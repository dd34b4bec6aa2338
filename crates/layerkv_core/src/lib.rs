//! # LayerKV Core
//!
//! An in-memory key-value store with nested transactions.
//!
//! This crate provides:
//! - A committed base map with a stack of transaction layers on top
//! - Read-your-writes isolation with fallback to outer layers and the base
//! - Deletion markers that shadow values without losing "never touched"
//! - Layer-local merge on inner commit, base application on outermost commit
//!
//! ## Example
//!
//! ```rust
//! use layerkv_core::TransactionalStore;
//!
//! let mut store = TransactionalStore::new();
//!
//! store.begin();
//! store.set("answer", "42");
//! assert_eq!(store.get("answer"), Some("42"));
//!
//! store.begin();
//! store.delete("answer");
//! assert_eq!(store.get("answer"), None);
//! store.rollback().unwrap();
//!
//! assert_eq!(store.get("answer"), Some("42"));
//! store.commit().unwrap();
//! ```

#![deny(unsafe_code)]
#![warn(missing_docs)]

mod error;
mod layer;
mod store;

pub use error::{StoreError, StoreResult};
pub use layer::{LayerEntry, TransactionLayer};
pub use store::TransactionalStore;

/// Crate version string.
pub const VERSION: &str = env!("CARGO_PKG_VERSION");
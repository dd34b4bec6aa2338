//! Error types for LayerKV core.

use thiserror::Error;

/// Result type for store operations.
pub type StoreResult<T> = Result<T, StoreError>;

/// Errors that can occur in LayerKV store operations.
///
/// Missing keys are a normal outcome represented as `Option::None`, not an
/// error. Every error leaves the store valid and usable.
#[derive(Debug, Clone, Copy, Error, PartialEq, Eq)]
pub enum StoreError {
    /// `commit` or `rollback` was called with no open transaction.
    #[error("no active transaction")]
    NoActiveTransaction,
}
use dioxus::prelude::*;
use dioxus_router::use_navigator;

use crate::context::AppContext;
use crate::routes::Route;
use crate::views::{ViewError, ViewState, view_state_from_resource};

#[component]
pub fn HomeView() -> Element {
    let ctx = use_context::<AppContext>();
    let navigator = use_navigator();
    let settings = ctx.settings();

    let resource = use_resource(move || {
        let settings = settings.clone();
        async move {
            let questions = settings.list().map_err(|_| ViewError::Unknown)?;
            Ok::<_, ViewError>(questions.len())
        }
    });
    let state = view_state_from_resource(&resource);

    rsx! {
        div { class: "page home-page",
            header { class: "view-header",
                h2 { class: "view-title", "Welcome" }
                p { class: "view-subtitle", "Run a short survey and keep every response in one place." }
            }
            div { class: "view-divider" }
            match state {
                ViewState::Idle => rsx! {
                    p { "Idle" }
                },
                ViewState::Loading => rsx! {
                    p { "Loading..." }
                },
                ViewState::Error(err) => rsx! {
                    p { "{err.message()}" }
                    button {
                        class: "btn btn-secondary",
                        r#type: "button",
                        onclick: move |_| {
                            let mut resource = resource;
                            resource.restart();
                        },
                        "Retry"
                    }
                },
                ViewState::Ready(count) => {
                    let count_label = if count == 1 {
                        "1 question".to_string()
                    } else {
                        format!("{count} questions")
                    };
                    let empty_hint = ViewError::NoQuestions.message();
                    rsx! {
                        p { class: "home-count", "{count_label}" }
                        div { class: "home-actions",
                            button {
                                class: "btn btn-primary",
                                r#type: "button",
                                disabled: count == 0,
                                onclick: move |_| {
                                    let _ = navigator.push(Route::Survey {});
                                },
                                "Start Survey"
                            }
                            button {
                                class: "btn btn-secondary",
                                r#type: "button",
                                onclick: move |_| {
                                    let _ = navigator.push(Route::Settings {});
                                },
                                "Edit Questions"
                            }
                        }
                        if count == 0 {
                            p { class: "home-empty", "{empty_hint}" }
                        }
                    }
                }
            }
        }
    }
}
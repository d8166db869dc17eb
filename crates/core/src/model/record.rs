use thiserror::Error;

use crate::model::{Answer, QuestionKey, QuestionSet};

//
// ─── ERRORS ───────────────────────────────────────────────────────────────────
//

/// Errors that can occur when finalizing a response record.
#[derive(Debug, Error, Clone, PartialEq, Eq)]
#[non_exhaustive]
pub enum RecordError {
    #[error("question has no answer: {0}")]
    UnansweredQuestion(String),

    #[error("elapsed time was never captured")]
    MissingElapsed,

    #[error("predicted time was never captured")]
    MissingEstimate,

    #[error("elapsed seconds cannot be negative")]
    NegativeElapsed,
}

//
// ─── RESPONSE RECORD ──────────────────────────────────────────────────────────
//

const NAME_COLUMN: &str = "Name";
const AGE_COLUMN: &str = "Age";
const ELAPSED_COLUMN: &str = "Time since started";
const PREDICTED_COLUMN: &str = "Predicted Time";

/// One respondent's answers, assembled incrementally over a session.
///
/// The record holds one slot per question key, in question order. Every
/// slot starts unanswered and the record only converts into a
/// [`CompletedResponse`] once each slot is filled and both timing fields
/// are captured. Partial records are never persisted.
#[derive(Debug, Clone, PartialEq)]
pub struct ResponseRecord {
    name: String,
    age: String,
    slots: Vec<(QuestionKey, Option<Answer>)>,
    elapsed_secs: Option<f64>,
    predicted_time: Option<String>,
}

impl ResponseRecord {
    /// Create an empty record with one unanswered slot per question.
    #[must_use]
    pub fn for_questions(questions: &QuestionSet) -> Self {
        Self {
            name: String::new(),
            age: String::new(),
            slots: questions.iter().map(|q| (q.key().clone(), None)).collect(),
            elapsed_secs: None,
            predicted_time: None,
        }
    }

    pub(crate) fn set_identity(&mut self, name: String, age: String) {
        self.name = name;
        self.age = age;
    }

    pub(crate) fn set_answer(&mut self, index: usize, answer: Answer) {
        if let Some((_, slot)) = self.slots.get_mut(index) {
            *slot = Some(answer);
        }
    }

    pub(crate) fn set_elapsed(&mut self, secs: f64) {
        self.elapsed_secs = Some(secs);
    }

    pub(crate) fn set_predicted(&mut self, raw: String) {
        self.predicted_time = Some(raw);
    }

    #[must_use]
    pub fn name(&self) -> &str {
        &self.name
    }

    #[must_use]
    pub fn age(&self) -> &str {
        &self.age
    }

    /// The answer slot at a zero-based question position.
    #[must_use]
    pub fn answer_at(&self, index: usize) -> Option<Answer> {
        self.slots.get(index).and_then(|(_, slot)| *slot)
    }

    #[must_use]
    pub fn answer_for(&self, key: &QuestionKey) -> Option<Answer> {
        self.slots
            .iter()
            .find(|(slot_key, _)| slot_key == key)
            .and_then(|(_, slot)| *slot)
    }

    /// Number of slots that hold an answer.
    #[must_use]
    pub fn answered(&self) -> usize {
        self.slots.iter().filter(|(_, slot)| slot.is_some()).count()
    }

    #[must_use]
    pub fn elapsed_secs(&self) -> Option<f64> {
        self.elapsed_secs
    }

    #[must_use]
    pub fn predicted_time(&self) -> Option<&str> {
        self.predicted_time.as_deref()
    }

    /// Resolve every sentinel slot into a completed response.
    ///
    /// # Errors
    ///
    /// Returns `RecordError::UnansweredQuestion` naming the first empty
    /// slot, or `RecordError::MissingElapsed` / `RecordError::MissingEstimate`
    /// if a timing field was never captured.
    pub fn finalize(&self) -> Result<CompletedResponse, RecordError> {
        let mut answers = Vec::with_capacity(self.slots.len());
        for (key, slot) in &self.slots {
            let answer = slot.ok_or_else(|| RecordError::UnansweredQuestion(key.to_string()))?;
            answers.push((key.clone(), answer));
        }
        let elapsed_secs = self.elapsed_secs.ok_or(RecordError::MissingElapsed)?;
        let predicted_time = self
            .predicted_time
            .clone()
            .ok_or(RecordError::MissingEstimate)?;

        CompletedResponse::from_parts(
            self.name.clone(),
            self.age.clone(),
            answers,
            elapsed_secs,
            predicted_time,
        )
    }
}

//
// ─── COMPLETED RESPONSE ───────────────────────────────────────────────────────
//

/// A finalized response, ready for the results file.
///
/// `columns()` and `values()` are parallel: the writer derives the header
/// from `columns()` when it creates the file and appends `values()` as one
/// row. Answers serialize as 0 (No) / 1 (Yes), elapsed time is written with
/// two decimal places, and the predicted time is the respondent's input
/// verbatim.
#[derive(Debug, Clone, PartialEq)]
pub struct CompletedResponse {
    name: String,
    age: String,
    answers: Vec<(QuestionKey, Answer)>,
    elapsed_secs: f64,
    predicted_time: String,
}

impl CompletedResponse {
    /// Assemble a completed response from already-resolved parts.
    ///
    /// # Errors
    ///
    /// Returns `RecordError::NegativeElapsed` if the elapsed time is below
    /// zero.
    pub fn from_parts(
        name: impl Into<String>,
        age: impl Into<String>,
        answers: Vec<(QuestionKey, Answer)>,
        elapsed_secs: f64,
        predicted_time: impl Into<String>,
    ) -> Result<Self, RecordError> {
        if elapsed_secs < 0.0 {
            return Err(RecordError::NegativeElapsed);
        }
        Ok(Self {
            name: name.into(),
            age: age.into(),
            answers,
            elapsed_secs,
            predicted_time: predicted_time.into(),
        })
    }

    #[must_use]
    pub fn name(&self) -> &str {
        &self.name
    }

    #[must_use]
    pub fn age(&self) -> &str {
        &self.age
    }

    #[must_use]
    pub fn answers(&self) -> &[(QuestionKey, Answer)] {
        &self.answers
    }

    #[must_use]
    pub fn elapsed_secs(&self) -> f64 {
        self.elapsed_secs
    }

    #[must_use]
    pub fn predicted_time(&self) -> &str {
        &self.predicted_time
    }

    /// Field names, in results-file column order.
    #[must_use]
    pub fn columns(&self) -> Vec<String> {
        let mut columns = Vec::with_capacity(self.answers.len() + 4);
        columns.push(NAME_COLUMN.to_string());
        columns.push(AGE_COLUMN.to_string());
        columns.extend(self.answers.iter().map(|(key, _)| key.to_string()));
        columns.push(ELAPSED_COLUMN.to_string());
        columns.push(PREDICTED_COLUMN.to_string());
        columns
    }

    /// Row cells, parallel to `columns()`.
    #[must_use]
    pub fn values(&self) -> Vec<String> {
        let mut values = Vec::with_capacity(self.answers.len() + 4);
        values.push(self.name.clone());
        values.push(self.age.clone());
        values.extend(
            self.answers
                .iter()
                .map(|(_, answer)| answer.as_u8().to_string()),
        );
        values.push(format!("{:.2}", self.elapsed_secs));
        values.push(self.predicted_time.clone());
        values
    }
}

//
// ─── TESTS ─────────────────────────────────────────────────────────────────────
//
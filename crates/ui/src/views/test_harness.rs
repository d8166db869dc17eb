use std::sync::Arc;

use dioxus::core::NoOpMutations;
use dioxus::prelude::*;
use dioxus_router::{Routable, Router};
use services::{AppServices, SettingsService, SurveyService};
use storage::repository::{InMemoryRepository, QuestionRepository, Storage};
use tempo_core::model::{Question, QuestionKey, QuestionSet};
use tempo_core::time::fixed_clock;

use crate::context::{UiApp, build_app_context};
use crate::views::survey::SurveyTestHandles;
use crate::views::{HomeView, SettingsView, SurveyView};

#[derive(Clone)]
struct TestApp {
    survey: Arc<SurveyService>,
    settings: Arc<SettingsService>,
}

impl UiApp for TestApp {
    fn survey(&self) -> Arc<SurveyService> {
        Arc::clone(&self.survey)
    }

    fn settings(&self) -> Arc<SettingsService> {
        Arc::clone(&self.settings)
    }
}

#[derive(Clone, Copy, PartialEq, Eq)]
pub enum ViewKind {
    Home,
    Survey,
    Settings,
}

#[derive(Props, Clone)]
struct ViewHarnessProps {
    app: Arc<TestApp>,
    view: ViewKind,
    survey_handles: Option<SurveyTestHandles>,
}

impl PartialEq for ViewHarnessProps {
    fn eq(&self, _other: &Self) -> bool {
        true
    }
}

impl Eq for ViewHarnessProps {}

#[component]
fn ViewRouterHarness(props: ViewHarnessProps) -> Element {
    let app: Arc<dyn UiApp> = props.app.clone();
    use_context_provider(|| build_app_context(&app));
    use_context_provider(|| props.view);
    if let Some(handles) = props.survey_handles.clone() {
        use_context_provider(|| handles);
    }
    rsx! { Router::<TestRoute> {} }
}

#[derive(Clone, Routable, PartialEq)]
#[rustfmt::skip]
enum TestRoute {
    #[route("/")]
    Root {},
}

#[component]
fn Root() -> Element {
    let view = use_context::<ViewKind>();
    match view {
        ViewKind::Home => rsx! { HomeView {} },
        ViewKind::Survey => rsx! { SurveyView {} },
        ViewKind::Settings => rsx! { SettingsView {} },
    }
}

pub struct ViewHarness {
    pub dom: VirtualDom,
    pub repo: InMemoryRepository,
    pub survey_handles: Option<SurveyTestHandles>,
}

impl ViewHarness {
    pub fn rebuild(&mut self) {
        self.dom.rebuild_in_place();
        drive_dom(&mut self.dom);
    }

    pub async fn drive_async(&mut self) {
        let _ = tokio::time::timeout(
            std::time::Duration::from_millis(50),
            self.dom.wait_for_work(),
        )
        .await;
        self.dom.render_immediate(&mut NoOpMutations);
        self.dom.process_events();
    }

    pub fn render(&self) -> String {
        dioxus_ssr::render(&self.dom)
    }
}

pub fn drive_dom(dom: &mut VirtualDom) {
    dom.process_events();
    dom.render_immediate(&mut NoOpMutations);
    dom.process_events();
}

pub fn seeded_questions(entries: &[(&str, &str)]) -> QuestionSet {
    let mut questions = QuestionSet::new();
    for (key, text) in entries {
        let question = Question::new(QuestionKey::new(*key).unwrap(), *text).unwrap();
        questions.upsert(question);
    }
    questions
}

pub fn setup_view_harness(view: ViewKind, entries: &[(&str, &str)]) -> ViewHarness {
    let repo = InMemoryRepository::new();
    if !entries.is_empty() {
        repo.save(&seeded_questions(entries)).expect("seed questions");
    }
    let storage = Storage {
        questions: Arc::new(repo.clone()),
        results: Arc::new(repo.clone()),
    };
    setup_view_harness_with_storage(view, storage, repo)
}

pub fn setup_view_harness_with_storage(
    view: ViewKind,
    storage: Storage,
    repo: InMemoryRepository,
) -> ViewHarness {
    let services = AppServices::from_storage(&storage, fixed_clock());
    let app = Arc::new(TestApp {
        survey: services.survey(),
        settings: services.settings(),
    });

    let survey_handles = match view {
        ViewKind::Survey => Some(SurveyTestHandles::default()),
        _ => None,
    };

    let dom = VirtualDom::new_with_props(
        ViewRouterHarness,
        ViewHarnessProps {
            app,
            view,
            survey_handles: survey_handles.clone(),
        },
    );

    ViewHarness {
        dom,
        repo,
        survey_handles,
    }
}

- - -

**How to complete this task:**
Go back to the listing above. Copy word for word the lines from the one with "if let Some(handles)" through the one with "ViewKind::Home => rsx!", and nothing more.

**Written answer:**
    if let Some(handles) = props.survey_handles.clone() {
        use_context_provider(|| handles);
    }
    rsx! { Router::<TestRoute> {} }
}

#[derive(Clone, Routable, PartialEq)]
#[rustfmt::skip]
enum TestRoute {
    #[route("/")]
    Root {},
}

#[component]
fn Root() -> Element {
    let view = use_context::<ViewKind>();
    match view {
        ViewKind::Home => rsx! { HomeView {} },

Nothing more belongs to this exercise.